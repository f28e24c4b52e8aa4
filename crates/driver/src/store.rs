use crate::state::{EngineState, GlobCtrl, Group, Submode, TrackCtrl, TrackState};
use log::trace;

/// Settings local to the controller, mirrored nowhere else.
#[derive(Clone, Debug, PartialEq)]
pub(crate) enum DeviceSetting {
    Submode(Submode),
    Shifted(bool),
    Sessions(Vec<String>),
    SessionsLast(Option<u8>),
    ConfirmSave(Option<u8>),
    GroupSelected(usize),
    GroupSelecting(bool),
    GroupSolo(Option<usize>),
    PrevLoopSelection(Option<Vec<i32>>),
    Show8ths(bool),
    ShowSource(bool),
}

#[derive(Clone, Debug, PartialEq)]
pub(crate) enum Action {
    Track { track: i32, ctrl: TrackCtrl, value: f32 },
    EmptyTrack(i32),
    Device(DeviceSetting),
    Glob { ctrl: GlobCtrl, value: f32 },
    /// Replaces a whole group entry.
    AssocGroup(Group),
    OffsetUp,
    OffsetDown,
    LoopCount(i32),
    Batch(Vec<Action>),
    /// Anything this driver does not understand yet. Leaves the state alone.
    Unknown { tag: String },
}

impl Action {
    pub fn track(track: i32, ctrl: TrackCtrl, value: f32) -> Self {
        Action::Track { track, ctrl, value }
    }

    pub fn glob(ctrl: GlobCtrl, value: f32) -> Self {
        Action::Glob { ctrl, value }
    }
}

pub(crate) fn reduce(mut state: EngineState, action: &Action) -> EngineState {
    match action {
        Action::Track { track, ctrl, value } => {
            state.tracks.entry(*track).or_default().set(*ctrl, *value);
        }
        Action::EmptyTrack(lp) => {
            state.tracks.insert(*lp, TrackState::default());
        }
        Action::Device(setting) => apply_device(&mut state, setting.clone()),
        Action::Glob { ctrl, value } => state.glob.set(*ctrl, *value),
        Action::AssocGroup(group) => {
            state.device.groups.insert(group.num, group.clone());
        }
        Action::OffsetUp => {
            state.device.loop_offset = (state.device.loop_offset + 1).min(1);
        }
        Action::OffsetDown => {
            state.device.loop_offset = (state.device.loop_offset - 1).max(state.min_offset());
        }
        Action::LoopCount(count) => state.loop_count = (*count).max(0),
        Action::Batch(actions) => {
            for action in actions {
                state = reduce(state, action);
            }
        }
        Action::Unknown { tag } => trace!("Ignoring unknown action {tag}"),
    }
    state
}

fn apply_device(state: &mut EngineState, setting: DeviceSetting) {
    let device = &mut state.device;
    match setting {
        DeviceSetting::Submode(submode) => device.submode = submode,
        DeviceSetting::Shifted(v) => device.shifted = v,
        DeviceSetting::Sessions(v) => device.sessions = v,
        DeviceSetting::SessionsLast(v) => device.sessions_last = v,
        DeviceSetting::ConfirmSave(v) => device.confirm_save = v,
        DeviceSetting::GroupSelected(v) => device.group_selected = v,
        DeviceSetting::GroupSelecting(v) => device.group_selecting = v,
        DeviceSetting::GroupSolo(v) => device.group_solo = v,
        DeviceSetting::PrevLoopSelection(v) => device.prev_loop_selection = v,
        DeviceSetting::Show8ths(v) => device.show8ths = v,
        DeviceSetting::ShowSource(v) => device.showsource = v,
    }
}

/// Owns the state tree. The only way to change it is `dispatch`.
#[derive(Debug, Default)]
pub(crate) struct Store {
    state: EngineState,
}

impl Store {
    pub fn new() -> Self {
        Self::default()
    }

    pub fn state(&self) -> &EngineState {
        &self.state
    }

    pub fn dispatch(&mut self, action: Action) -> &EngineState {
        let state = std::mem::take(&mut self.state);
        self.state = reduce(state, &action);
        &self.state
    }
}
━━━━━━━━
◆ Required work: With nothing added or dropped, retype the listing above.

◆ Solution:
repository f28e24c4b52e8aa4
filename crates/driver/src/store.rs
use crate::state::{EngineState, GlobCtrl, Group, Submode, TrackCtrl, TrackState};
use log::trace;

/// Settings local to the controller, mirrored nowhere else.
#[derive(Clone, Debug, PartialEq)]
pub(crate) enum DeviceSetting {
    Submode(Submode),
    Shifted(bool),
    Sessions(Vec<String>),
    SessionsLast(Option<u8>),
    ConfirmSave(Option<u8>),
    GroupSelected(usize),
    GroupSelecting(bool),
    GroupSolo(Option<usize>),
    PrevLoopSelection(Option<Vec<i32>>),
    Show8ths(bool),
    ShowSource(bool),
}

#[derive(Clone, Debug, PartialEq)]
pub(crate) enum Action {
    Track { track: i32, ctrl: TrackCtrl, value: f32 },
    EmptyTrack(i32),
    Device(DeviceSetting),
    Glob { ctrl: GlobCtrl, value: f32 },
    /// Replaces a whole group entry.
    AssocGroup(Group),
    OffsetUp,
    OffsetDown,
    LoopCount(i32),
    Batch(Vec<Action>),
    /// Anything this driver does not understand yet. Leaves the state alone.
    Unknown { tag: String },
}

impl Action {
    pub fn track(track: i32, ctrl: TrackCtrl, value: f32) -> Self {
        Action::Track { track, ctrl, value }
    }

    pub fn glob(ctrl: GlobCtrl, value: f32) -> Self {
        Action::Glob { ctrl, value }
    }
}

pub(crate) fn reduce(mut state: EngineState, action: &Action) -> EngineState {
    match action {
        Action::Track { track, ctrl, value } => {
            state.tracks.entry(*track).or_default().set(*ctrl, *value);
        }
        Action::EmptyTrack(lp) => {
            state.tracks.insert(*lp, TrackState::default());
        }
        Action::Device(setting) => apply_device(&mut state, setting.clone()),
        Action::Glob { ctrl, value } => state.glob.set(*ctrl, *value),
        Action::AssocGroup(group) => {
            state.device.groups.insert(group.num, group.clone());
        }
        Action::OffsetUp => {
            state.device.loop_offset = (state.device.loop_offset + 1).min(1);
        }
        Action::OffsetDown => {
            state.device.loop_offset = (state.device.loop_offset - 1).max(state.min_offset());
        }
        Action::LoopCount(count) => state.loop_count = (*count).max(0),
        Action::Batch(actions) => {
            for action in actions {
                state = reduce(state, action);
            }
        }
        Action::Unknown { tag } => trace!("Ignoring unknown action {tag}"),
    }
    state
}

fn apply_device(state: &mut EngineState, setting: DeviceSetting) {
    let device = &mut state.device;
    match setting {
        DeviceSetting::Submode(submode) => device.submode = submode,
        DeviceSetting::Shifted(v) => device.shifted = v,
        DeviceSetting::Sessions(v) => device.sessions = v,
        DeviceSetting::SessionsLast(v) => device.sessions_last = v,
        DeviceSetting::ConfirmSave(v) => device.confirm_save = v,
        DeviceSetting::GroupSelected(v) => device.group_selected = v,
        DeviceSetting::GroupSelecting(v) => device.group_selecting = v,
        DeviceSetting::GroupSolo(v) => device.group_solo = v,
        DeviceSetting::PrevLoopSelection(v) => device.prev_loop_selection = v,
        DeviceSetting::Show8ths(v) => device.show8ths = v,
        DeviceSetting::ShowSource(v) => device.showsource = v,
    }
}

/// Owns the state tree. The only way to change it is `dispatch`.
#[derive(Debug, Default)]
pub(crate) struct Store {
    state: EngineState,
}

impl Store {
    pub fn new() -> Self {
        Self::default()
    }

    pub fn state(&self) -> &EngineState {
        &self.state
    }

    pub fn dispatch(&mut self, action: Action) -> &EngineState {
        let state = std::mem::take(&mut self.state);
        self.state = reduce(state, &action);
        &self.state
    }
}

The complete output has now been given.